* ABOUT THIS EXERCISE *
Reproduce word for word, from the entries below, the line with "for fixed inputs.", the line with "by this model", and every line between them, and nothing more.

* MATERIAL TO PROCESS *
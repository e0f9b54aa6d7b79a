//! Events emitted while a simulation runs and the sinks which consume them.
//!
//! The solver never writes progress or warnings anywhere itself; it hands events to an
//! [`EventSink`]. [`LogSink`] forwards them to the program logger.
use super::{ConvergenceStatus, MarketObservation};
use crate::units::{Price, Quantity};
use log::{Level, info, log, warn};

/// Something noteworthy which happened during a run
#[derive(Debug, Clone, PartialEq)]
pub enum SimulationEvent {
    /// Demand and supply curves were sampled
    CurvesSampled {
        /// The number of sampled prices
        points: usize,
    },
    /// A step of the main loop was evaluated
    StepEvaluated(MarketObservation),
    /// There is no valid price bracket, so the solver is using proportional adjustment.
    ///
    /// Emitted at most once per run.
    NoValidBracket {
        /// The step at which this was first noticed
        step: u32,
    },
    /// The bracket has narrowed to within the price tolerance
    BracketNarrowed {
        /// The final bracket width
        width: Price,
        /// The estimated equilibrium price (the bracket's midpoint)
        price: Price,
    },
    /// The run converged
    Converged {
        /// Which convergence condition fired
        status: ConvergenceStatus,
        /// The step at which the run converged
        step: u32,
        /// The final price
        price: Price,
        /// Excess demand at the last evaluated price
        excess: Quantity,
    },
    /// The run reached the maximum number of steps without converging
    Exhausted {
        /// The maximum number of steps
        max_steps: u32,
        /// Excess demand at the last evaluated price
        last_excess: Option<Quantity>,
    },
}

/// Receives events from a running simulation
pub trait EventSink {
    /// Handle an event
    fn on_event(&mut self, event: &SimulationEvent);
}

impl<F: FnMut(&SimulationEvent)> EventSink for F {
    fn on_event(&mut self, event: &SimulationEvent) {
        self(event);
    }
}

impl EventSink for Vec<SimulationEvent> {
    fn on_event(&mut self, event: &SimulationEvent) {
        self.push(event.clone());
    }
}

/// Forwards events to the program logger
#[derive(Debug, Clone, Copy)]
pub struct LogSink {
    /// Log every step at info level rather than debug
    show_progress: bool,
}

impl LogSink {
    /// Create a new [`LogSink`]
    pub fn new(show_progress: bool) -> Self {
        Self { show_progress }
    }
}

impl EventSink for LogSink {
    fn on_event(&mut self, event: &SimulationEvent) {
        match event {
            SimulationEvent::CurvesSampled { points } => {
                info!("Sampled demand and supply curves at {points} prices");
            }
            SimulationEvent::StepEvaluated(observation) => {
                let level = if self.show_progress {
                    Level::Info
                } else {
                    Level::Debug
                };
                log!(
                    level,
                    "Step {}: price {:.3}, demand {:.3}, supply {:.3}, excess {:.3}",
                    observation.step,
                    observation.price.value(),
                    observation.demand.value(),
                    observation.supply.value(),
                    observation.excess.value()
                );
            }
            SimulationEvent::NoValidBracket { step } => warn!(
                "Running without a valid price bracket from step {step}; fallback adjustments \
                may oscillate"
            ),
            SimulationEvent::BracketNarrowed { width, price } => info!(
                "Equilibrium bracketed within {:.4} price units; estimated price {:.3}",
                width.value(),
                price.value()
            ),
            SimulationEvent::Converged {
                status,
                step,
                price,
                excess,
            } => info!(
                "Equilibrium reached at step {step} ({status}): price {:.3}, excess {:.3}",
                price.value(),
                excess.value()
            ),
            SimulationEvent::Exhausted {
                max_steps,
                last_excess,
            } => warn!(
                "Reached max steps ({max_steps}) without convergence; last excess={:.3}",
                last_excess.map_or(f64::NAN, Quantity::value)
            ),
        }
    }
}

--

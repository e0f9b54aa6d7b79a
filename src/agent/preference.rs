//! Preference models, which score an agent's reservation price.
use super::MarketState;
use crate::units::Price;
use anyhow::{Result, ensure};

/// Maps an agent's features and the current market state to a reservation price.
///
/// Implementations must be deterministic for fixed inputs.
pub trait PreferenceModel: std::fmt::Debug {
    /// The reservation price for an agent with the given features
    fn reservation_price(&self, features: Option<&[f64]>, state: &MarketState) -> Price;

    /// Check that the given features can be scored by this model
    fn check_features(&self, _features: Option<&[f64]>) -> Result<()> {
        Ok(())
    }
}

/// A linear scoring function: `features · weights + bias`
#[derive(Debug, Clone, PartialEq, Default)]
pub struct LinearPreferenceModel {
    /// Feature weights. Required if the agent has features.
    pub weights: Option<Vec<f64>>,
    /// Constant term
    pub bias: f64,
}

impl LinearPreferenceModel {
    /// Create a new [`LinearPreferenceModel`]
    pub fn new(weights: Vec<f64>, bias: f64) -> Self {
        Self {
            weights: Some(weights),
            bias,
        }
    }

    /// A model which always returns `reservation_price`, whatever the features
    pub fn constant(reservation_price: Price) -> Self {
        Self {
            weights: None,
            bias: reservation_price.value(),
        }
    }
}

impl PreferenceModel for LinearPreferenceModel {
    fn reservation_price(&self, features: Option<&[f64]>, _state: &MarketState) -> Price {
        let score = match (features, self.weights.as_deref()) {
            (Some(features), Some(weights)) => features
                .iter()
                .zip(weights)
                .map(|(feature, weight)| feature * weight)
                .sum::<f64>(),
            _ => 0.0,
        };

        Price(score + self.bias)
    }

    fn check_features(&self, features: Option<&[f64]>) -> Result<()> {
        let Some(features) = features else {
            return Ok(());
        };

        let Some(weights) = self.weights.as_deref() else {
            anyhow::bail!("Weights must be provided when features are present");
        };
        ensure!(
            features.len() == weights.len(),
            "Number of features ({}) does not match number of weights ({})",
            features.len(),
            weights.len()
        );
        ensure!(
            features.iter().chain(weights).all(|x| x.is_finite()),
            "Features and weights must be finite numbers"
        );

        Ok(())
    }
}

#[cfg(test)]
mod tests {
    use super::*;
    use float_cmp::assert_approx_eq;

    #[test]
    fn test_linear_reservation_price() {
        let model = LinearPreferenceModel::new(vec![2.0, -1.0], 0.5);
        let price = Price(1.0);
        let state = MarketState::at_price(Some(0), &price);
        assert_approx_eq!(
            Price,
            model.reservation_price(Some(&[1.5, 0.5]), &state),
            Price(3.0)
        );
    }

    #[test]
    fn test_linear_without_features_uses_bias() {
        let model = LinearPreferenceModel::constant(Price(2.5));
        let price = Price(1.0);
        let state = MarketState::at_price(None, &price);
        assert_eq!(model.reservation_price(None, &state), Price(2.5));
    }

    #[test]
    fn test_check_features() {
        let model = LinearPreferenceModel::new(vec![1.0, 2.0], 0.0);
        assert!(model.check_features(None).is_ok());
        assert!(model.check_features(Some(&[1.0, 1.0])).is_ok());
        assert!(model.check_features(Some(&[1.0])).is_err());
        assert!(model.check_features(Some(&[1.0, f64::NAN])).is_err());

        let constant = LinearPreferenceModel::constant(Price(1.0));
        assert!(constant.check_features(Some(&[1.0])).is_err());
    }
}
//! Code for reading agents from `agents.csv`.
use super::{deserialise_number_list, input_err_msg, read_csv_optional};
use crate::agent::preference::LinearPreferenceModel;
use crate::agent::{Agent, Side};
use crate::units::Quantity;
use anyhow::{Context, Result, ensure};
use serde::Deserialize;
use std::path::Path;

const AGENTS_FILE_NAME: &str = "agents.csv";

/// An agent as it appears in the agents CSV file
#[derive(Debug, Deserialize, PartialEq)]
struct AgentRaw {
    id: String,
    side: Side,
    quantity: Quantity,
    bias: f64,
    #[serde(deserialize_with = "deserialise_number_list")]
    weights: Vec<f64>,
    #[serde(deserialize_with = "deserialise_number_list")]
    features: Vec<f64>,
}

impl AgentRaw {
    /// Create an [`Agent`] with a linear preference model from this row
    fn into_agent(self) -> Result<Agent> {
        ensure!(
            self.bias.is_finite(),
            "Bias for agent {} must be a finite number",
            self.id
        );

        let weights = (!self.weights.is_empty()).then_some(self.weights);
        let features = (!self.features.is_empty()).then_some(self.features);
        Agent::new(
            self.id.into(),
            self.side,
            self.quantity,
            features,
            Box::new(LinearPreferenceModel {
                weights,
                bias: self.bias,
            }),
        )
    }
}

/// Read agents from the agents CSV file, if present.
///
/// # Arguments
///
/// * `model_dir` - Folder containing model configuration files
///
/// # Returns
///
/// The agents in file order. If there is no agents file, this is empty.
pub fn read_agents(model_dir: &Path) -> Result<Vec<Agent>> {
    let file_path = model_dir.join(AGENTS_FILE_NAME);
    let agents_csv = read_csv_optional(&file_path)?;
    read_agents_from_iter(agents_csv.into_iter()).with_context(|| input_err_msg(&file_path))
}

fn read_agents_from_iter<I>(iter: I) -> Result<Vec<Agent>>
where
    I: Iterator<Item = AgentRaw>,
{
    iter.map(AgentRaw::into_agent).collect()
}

---

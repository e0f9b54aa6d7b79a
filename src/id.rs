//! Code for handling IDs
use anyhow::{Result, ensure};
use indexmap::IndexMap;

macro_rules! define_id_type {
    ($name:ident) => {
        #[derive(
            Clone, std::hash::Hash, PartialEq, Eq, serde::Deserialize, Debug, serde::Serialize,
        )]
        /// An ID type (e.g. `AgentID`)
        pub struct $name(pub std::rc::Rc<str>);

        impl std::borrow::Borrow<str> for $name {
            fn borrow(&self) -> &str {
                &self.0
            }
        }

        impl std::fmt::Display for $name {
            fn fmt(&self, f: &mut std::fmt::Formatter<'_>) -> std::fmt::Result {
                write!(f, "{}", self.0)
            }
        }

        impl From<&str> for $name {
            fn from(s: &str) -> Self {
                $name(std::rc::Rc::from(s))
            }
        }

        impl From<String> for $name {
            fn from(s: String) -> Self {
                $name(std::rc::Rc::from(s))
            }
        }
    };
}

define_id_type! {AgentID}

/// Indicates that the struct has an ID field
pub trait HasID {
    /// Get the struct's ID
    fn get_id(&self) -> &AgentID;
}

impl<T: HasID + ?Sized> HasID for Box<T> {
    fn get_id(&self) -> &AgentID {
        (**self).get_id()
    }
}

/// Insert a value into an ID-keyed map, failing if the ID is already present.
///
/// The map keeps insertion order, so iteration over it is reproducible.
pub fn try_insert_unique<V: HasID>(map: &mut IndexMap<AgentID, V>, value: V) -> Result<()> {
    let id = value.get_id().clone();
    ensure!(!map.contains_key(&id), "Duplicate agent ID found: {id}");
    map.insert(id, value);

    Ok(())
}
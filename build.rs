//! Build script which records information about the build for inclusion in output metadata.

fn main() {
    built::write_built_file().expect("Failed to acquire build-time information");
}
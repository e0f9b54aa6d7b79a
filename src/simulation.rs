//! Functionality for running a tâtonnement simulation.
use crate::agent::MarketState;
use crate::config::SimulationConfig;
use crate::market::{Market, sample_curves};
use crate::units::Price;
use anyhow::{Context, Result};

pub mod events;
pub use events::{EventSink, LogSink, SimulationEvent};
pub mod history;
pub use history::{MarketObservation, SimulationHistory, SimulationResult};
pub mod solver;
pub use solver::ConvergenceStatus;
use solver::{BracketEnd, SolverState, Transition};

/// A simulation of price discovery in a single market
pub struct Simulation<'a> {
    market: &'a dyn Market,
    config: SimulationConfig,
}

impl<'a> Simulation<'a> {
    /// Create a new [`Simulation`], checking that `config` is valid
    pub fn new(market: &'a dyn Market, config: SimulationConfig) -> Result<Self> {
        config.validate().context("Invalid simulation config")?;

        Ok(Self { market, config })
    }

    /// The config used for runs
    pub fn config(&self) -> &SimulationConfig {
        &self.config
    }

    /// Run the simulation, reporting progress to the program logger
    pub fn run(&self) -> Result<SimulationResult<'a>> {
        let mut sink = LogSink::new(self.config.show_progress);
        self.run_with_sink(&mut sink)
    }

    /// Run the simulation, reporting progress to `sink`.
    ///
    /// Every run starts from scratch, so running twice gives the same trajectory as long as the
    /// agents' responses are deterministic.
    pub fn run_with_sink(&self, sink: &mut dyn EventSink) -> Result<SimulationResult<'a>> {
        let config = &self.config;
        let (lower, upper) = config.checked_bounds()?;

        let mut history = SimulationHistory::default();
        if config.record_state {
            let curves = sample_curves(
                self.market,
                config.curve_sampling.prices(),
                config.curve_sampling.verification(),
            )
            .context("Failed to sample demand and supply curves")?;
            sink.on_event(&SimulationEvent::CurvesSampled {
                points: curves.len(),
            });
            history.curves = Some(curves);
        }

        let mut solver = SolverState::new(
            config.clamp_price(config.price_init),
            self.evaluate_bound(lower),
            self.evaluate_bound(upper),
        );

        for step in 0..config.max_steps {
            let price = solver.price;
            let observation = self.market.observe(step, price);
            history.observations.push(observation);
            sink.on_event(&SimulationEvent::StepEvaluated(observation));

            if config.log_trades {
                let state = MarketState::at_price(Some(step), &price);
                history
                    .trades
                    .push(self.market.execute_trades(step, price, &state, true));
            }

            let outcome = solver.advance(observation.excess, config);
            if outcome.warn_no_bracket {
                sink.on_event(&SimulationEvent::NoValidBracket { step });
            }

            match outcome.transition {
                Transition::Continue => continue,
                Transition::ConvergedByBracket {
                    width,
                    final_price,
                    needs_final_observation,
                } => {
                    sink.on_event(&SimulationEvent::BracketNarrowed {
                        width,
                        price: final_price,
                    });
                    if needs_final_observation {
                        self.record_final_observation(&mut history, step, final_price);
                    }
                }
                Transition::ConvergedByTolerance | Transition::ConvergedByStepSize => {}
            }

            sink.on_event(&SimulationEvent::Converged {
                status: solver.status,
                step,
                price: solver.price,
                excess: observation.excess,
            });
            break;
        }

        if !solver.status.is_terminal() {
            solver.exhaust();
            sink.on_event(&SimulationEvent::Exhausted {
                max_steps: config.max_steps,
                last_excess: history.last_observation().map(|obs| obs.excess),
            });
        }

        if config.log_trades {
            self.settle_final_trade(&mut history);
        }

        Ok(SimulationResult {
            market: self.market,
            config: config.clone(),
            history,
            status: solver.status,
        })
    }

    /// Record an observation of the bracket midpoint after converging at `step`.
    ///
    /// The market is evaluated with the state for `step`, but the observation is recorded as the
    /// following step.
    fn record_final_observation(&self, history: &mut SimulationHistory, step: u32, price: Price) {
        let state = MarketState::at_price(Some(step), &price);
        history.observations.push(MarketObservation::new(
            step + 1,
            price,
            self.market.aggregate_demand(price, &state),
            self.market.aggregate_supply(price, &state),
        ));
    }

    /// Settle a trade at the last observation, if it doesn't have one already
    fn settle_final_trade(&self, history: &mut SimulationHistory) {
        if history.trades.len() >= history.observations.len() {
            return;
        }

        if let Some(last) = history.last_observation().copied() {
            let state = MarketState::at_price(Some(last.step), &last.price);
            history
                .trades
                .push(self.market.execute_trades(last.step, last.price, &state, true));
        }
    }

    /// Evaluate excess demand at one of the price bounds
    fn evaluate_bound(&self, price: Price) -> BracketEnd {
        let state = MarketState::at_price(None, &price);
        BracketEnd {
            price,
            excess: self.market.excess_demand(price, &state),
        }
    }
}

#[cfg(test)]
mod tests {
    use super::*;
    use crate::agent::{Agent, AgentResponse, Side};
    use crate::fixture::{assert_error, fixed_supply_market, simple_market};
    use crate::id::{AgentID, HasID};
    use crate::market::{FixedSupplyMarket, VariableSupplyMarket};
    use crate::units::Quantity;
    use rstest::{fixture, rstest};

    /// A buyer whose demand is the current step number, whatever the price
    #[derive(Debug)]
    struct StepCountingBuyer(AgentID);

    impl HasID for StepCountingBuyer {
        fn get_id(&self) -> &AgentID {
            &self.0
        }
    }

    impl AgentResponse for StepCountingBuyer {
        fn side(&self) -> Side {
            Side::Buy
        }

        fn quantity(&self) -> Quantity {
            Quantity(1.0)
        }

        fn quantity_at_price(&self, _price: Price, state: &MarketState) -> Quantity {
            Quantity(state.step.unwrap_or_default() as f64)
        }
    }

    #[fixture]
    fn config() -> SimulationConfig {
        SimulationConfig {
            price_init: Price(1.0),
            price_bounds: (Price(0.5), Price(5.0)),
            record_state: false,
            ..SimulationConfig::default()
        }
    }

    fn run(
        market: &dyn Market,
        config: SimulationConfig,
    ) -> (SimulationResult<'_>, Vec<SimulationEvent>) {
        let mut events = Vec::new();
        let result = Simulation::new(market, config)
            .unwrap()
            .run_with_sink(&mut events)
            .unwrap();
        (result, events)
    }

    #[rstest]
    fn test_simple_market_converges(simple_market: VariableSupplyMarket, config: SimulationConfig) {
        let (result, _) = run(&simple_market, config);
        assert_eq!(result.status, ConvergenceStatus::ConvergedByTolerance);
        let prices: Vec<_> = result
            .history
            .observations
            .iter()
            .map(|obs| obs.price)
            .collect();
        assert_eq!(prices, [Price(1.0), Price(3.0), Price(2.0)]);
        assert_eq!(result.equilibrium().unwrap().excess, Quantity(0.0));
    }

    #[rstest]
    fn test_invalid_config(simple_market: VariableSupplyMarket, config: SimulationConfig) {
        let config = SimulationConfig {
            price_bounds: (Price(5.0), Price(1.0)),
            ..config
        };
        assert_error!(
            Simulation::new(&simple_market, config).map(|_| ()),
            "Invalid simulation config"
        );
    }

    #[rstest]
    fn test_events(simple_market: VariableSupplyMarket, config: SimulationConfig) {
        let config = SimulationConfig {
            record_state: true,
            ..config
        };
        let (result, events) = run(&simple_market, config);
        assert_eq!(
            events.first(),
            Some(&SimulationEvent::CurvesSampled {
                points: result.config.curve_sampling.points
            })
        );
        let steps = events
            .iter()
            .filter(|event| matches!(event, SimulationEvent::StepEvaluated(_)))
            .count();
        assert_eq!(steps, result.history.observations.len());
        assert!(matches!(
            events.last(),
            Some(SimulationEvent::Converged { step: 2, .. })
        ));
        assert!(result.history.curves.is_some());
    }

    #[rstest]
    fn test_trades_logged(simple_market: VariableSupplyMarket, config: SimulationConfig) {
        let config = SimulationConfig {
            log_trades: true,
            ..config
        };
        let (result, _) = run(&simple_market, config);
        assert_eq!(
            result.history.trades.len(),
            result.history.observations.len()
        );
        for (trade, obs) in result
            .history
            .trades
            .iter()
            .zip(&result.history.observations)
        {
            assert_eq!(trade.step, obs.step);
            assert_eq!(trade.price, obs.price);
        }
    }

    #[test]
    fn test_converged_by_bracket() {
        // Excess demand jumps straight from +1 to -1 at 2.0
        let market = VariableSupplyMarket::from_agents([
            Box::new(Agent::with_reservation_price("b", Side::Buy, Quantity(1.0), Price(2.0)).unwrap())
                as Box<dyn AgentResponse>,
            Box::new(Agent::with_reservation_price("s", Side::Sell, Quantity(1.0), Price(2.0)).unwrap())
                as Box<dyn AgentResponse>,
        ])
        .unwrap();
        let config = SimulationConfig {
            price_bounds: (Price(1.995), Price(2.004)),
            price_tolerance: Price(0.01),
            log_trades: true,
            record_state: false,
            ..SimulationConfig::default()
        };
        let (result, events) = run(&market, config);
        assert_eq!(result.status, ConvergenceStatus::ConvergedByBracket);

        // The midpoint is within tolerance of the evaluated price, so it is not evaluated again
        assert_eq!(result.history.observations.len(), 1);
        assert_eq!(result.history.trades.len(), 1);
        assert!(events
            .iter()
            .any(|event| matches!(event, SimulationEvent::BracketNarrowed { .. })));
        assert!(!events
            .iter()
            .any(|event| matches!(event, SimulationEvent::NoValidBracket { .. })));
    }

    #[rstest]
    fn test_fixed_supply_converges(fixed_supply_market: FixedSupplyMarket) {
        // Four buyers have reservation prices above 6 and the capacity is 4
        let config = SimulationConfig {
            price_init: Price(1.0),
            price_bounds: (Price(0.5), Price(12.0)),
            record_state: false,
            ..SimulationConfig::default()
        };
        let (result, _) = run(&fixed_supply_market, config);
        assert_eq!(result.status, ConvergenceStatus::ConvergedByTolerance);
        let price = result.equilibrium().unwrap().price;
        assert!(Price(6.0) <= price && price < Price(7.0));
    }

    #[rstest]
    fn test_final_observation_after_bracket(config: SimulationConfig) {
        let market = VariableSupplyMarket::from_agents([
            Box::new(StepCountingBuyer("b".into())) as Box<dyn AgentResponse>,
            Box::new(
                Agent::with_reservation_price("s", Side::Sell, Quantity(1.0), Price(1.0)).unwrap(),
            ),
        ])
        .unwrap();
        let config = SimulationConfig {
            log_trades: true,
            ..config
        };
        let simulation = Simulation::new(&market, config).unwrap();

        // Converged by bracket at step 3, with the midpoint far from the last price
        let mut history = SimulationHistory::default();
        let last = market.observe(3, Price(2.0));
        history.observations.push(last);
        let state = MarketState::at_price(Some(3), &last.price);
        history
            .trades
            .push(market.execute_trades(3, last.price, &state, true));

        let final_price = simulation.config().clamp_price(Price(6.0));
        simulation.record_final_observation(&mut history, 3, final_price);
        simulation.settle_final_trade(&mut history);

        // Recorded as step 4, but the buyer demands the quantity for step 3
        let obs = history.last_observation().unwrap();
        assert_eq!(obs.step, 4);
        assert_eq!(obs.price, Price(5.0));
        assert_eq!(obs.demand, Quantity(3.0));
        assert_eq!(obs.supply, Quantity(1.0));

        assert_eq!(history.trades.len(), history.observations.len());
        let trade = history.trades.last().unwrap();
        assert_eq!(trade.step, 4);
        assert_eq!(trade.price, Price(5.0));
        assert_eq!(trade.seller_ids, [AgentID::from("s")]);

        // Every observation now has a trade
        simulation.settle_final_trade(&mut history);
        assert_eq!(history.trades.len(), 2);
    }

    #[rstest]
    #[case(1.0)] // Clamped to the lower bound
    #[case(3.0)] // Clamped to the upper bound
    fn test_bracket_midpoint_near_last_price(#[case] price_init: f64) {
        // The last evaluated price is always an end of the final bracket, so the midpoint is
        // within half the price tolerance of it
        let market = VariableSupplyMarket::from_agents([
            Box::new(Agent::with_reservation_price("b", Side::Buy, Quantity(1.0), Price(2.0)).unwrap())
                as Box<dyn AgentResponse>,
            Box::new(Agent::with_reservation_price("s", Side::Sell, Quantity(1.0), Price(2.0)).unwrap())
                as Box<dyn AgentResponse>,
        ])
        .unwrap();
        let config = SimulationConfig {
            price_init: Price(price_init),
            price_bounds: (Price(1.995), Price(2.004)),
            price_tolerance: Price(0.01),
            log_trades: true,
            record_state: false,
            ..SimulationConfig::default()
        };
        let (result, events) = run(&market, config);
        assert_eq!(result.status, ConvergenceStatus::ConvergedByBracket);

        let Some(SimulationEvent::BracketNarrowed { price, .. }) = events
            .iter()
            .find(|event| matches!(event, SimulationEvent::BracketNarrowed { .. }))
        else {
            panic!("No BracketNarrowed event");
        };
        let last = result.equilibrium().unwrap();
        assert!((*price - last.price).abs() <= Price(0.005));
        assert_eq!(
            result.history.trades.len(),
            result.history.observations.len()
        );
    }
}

* COMPLETED TASK *
/// Implementations must be deterministic for fixed inputs.
pub trait PreferenceModel: std::fmt::Debug {
    /// The reservation price for an agent with the given features
    fn reservation_price(&self, features: Option<&[f64]>, state: &MarketState) -> Price;

    /// Check that the given features can be scored by this model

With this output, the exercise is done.